[Excerpts from a dataset]
------------------------------------------------------------

#[cfg(test)]
mod tests {
    use super::*;

    fn test_group() -> Group {
        Group {
            id: GroupId::new(),
            name: "daily-tech".to_string(),
            presenter_ids: vec!["p1".to_string()],
            writer_id: "w1".to_string(),
            feed_ids: vec![FeedId::new()],
            min_articles: 3,
            cadence_bucket: CadenceBucket::High,
            last_episode_at: None,
            tag_filter: vec![],
        }
    }

    fn test_article(feed_id: FeedId) -> Article {
        Article {
            id: ArticleId::new(),
            feed_id,
            title: "t".to_string(),
            url: "https://example.com".to_string(),
            content: "c".to_string(),
            published_at: Utc::now(),
            fingerprint: "f1".to_string(),
            review_tier: ReviewTier::None,
            tags: vec![],
            summary: None,
            confidence: None,
            collection_id: None,
            processed_at: None,
        }
    }

    #[tokio::test]
    async fn group_round_trips_vector_fields() {
        let store = SqliteStore::open_in_memory().unwrap();
        let group = test_group();
        store.upsert_group(&group).await.unwrap();
        let loaded = store.get_group(group.id).await.unwrap().unwrap();
        assert_eq!(loaded.feed_ids, group.feed_ids);
        assert_eq!(loaded.presenter_ids, group.presenter_ids);
    }

    #[tokio::test]
    async fn article_review_update_is_single_write() {
        let store = SqliteStore::open_in_memory().unwrap();
        let group = test_group();
        let article = test_article(group.feed_ids[0]);
        store.insert_article(&article).await.unwrap();

        store
            .update_article_review(
                article.id,
                ReviewTier::Light,
                &["news".to_string()],
                "summary",
                0.9,
                Utc::now(),
            )
            .await
            .unwrap();

        let loaded = store.get_article(article.id).await.unwrap().unwrap();
        assert_eq!(loaded.review_tier, ReviewTier::Light);
        assert_eq!(loaded.confidence, Some(0.9));
    }

    #[tokio::test]
    async fn collection_lifecycle() {
        let store = SqliteStore::open_in_memory().unwrap();
        let group = test_group();
        store.upsert_group(&group).await.unwrap();

        assert!(store.get_building_collection(group.id).await.unwrap().is_none());
        let collection = store.create_building_collection(group.id).await.unwrap();
        assert_eq!(collection.status, CollectionStatus::Building);

        let updated = store.increment_collection_item_count(collection.id).await.unwrap();
        assert_eq!(updated.item_count, 1);

        store
            .set_collection_status(collection.id, CollectionStatus::Ready)
            .await
            .unwrap();
        let ready = store.get_ready_collection(group.id).await.unwrap().unwrap();
        assert_eq!(ready.id, collection.id);
    }

    #[tokio::test]
    async fn episode_and_audio_file_round_trip() {
        let store = SqliteStore::open_in_memory().unwrap();
        let group = test_group();
        store.upsert_group(&group).await.unwrap();
        let snapshot = CollectionSnapshot {
            id: CollectionSnapshotId::new(),
            collection_id: CollectionId::new(),
            group_id: group.id,
            article_ids: vec![ArticleId::new(), ArticleId::new()],
            taken_at: Utc::now(),
        };
        store.insert_snapshot(&snapshot).await.unwrap();
        let loaded_snapshot = store.get_snapshot(snapshot.id).await.unwrap().unwrap();
        assert_eq!(loaded_snapshot.article_ids.len(), 2);

        let episode = Episode {
            id: EpisodeId::new(),
            group_id: group.id,
            collection_snapshot_id: snapshot.id,
            status: EpisodeStatus::Generating,
            script: None,
            title: None,
            description: None,
            duration_seconds: None,
            created_at: Utc::now(),
            failure_reason: None,
        };
        store.insert_episode(&episode).await.unwrap();
        store.update_episode_script(episode.id, "Speaker 1: hi").await.unwrap();
        store
            .update_episode_metadata(episode.id, "Title", "Desc", 120.0)
            .await
            .unwrap();
        store
            .update_episode_status(episode.id, EpisodeStatus::Completed, None)
            .await
            .unwrap();

        let loaded = store.get_episode(episode.id).await.unwrap().unwrap();
        assert_eq!(loaded.status, EpisodeStatus::Completed);
        assert_eq!(loaded.title.as_deref(), Some("Title"));

        let audio = AudioFile {
            id: AudioFileId::new(),
            episode_id: episode.id,
            url: "https://cdn.example.com/a.mp3".to_string(),
            duration_seconds: 120.0,
            byte_size: 4096,
            format: AudioFormat::Mp3,
        };
        store.insert_audio_file(&audio).await.unwrap();
        let loaded_audio = store.get_audio_file_for_episode(episode.id).await.unwrap().unwrap();
        assert_eq!(loaded_audio.url, audio.url);
    }

    #[tokio::test]
    async fn stale_generating_episodes_are_found() {
        let store = SqliteStore::open_in_memory().unwrap();
        let group = test_group();
        store.upsert_group(&group).await.unwrap();
        let snapshot_id = CollectionSnapshotId::new();
        let episode = Episode {
            id: EpisodeId::new(),
            group_id: group.id,
            collection_snapshot_id: snapshot_id,
            status: EpisodeStatus::Generating,
            script: None,
            title: None,
            description: None,
            duration_seconds: None,
            created_at: Utc::now() - chrono::Duration::hours(3),
            failure_reason: None,
        };
        store.insert_episode(&episode).await.unwrap();

        let stale = store
            .list_stale_generating_episodes(Utc::now() - chrono::Duration::hours(1))
            .await
            .unwrap();
        assert_eq!(stale.len(), 1);
        assert_eq!(stale[0].id, episode.id);
    }
}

------------------------------------------------------------

• GOAL OF THE EXERCISE:
Repeat the lines from the first one in the records through the line containing "assert_eq!(loaded.review_tier, ReviewTier::Light);", exactly as written, and nothing else.

• EXERCISE RESPONSE:
#[cfg(test)]
mod tests {
    use super::*;

    fn test_group() -> Group {
        Group {
            id: GroupId::new(),
            name: "daily-tech".to_string(),
            presenter_ids: vec!["p1".to_string()],
            writer_id: "w1".to_string(),
            feed_ids: vec![FeedId::new()],
            min_articles: 3,
            cadence_bucket: CadenceBucket::High,
            last_episode_at: None,
            tag_filter: vec![],
        }
    }

    fn test_article(feed_id: FeedId) -> Article {
        Article {
            id: ArticleId::new(),
            feed_id,
            title: "t".to_string(),
            url: "https://example.com".to_string(),
            content: "c".to_string(),
            published_at: Utc::now(),
            fingerprint: "f1".to_string(),
            review_tier: ReviewTier::None,
            tags: vec![],
            summary: None,
            confidence: None,
            collection_id: None,
            processed_at: None,
        }
    }

    #[tokio::test]
    async fn group_round_trips_vector_fields() {
        let store = SqliteStore::open_in_memory().unwrap();
        let group = test_group();
        store.upsert_group(&group).await.unwrap();
        let loaded = store.get_group(group.id).await.unwrap().unwrap();
        assert_eq!(loaded.feed_ids, group.feed_ids);
        assert_eq!(loaded.presenter_ids, group.presenter_ids);
    }

    #[tokio::test]
    async fn article_review_update_is_single_write() {
        let store = SqliteStore::open_in_memory().unwrap();
        let group = test_group();
        let article = test_article(group.feed_ids[0]);
        store.insert_article(&article).await.unwrap();

        store
            .update_article_review(
                article.id,
                ReviewTier::Light,
                &["news".to_string()],
                "summary",
                0.9,
                Utc::now(),
            )
            .await
            .unwrap();

        let loaded = store.get_article(article.id).await.unwrap().unwrap();
        assert_eq!(loaded.review_tier, ReviewTier::Light);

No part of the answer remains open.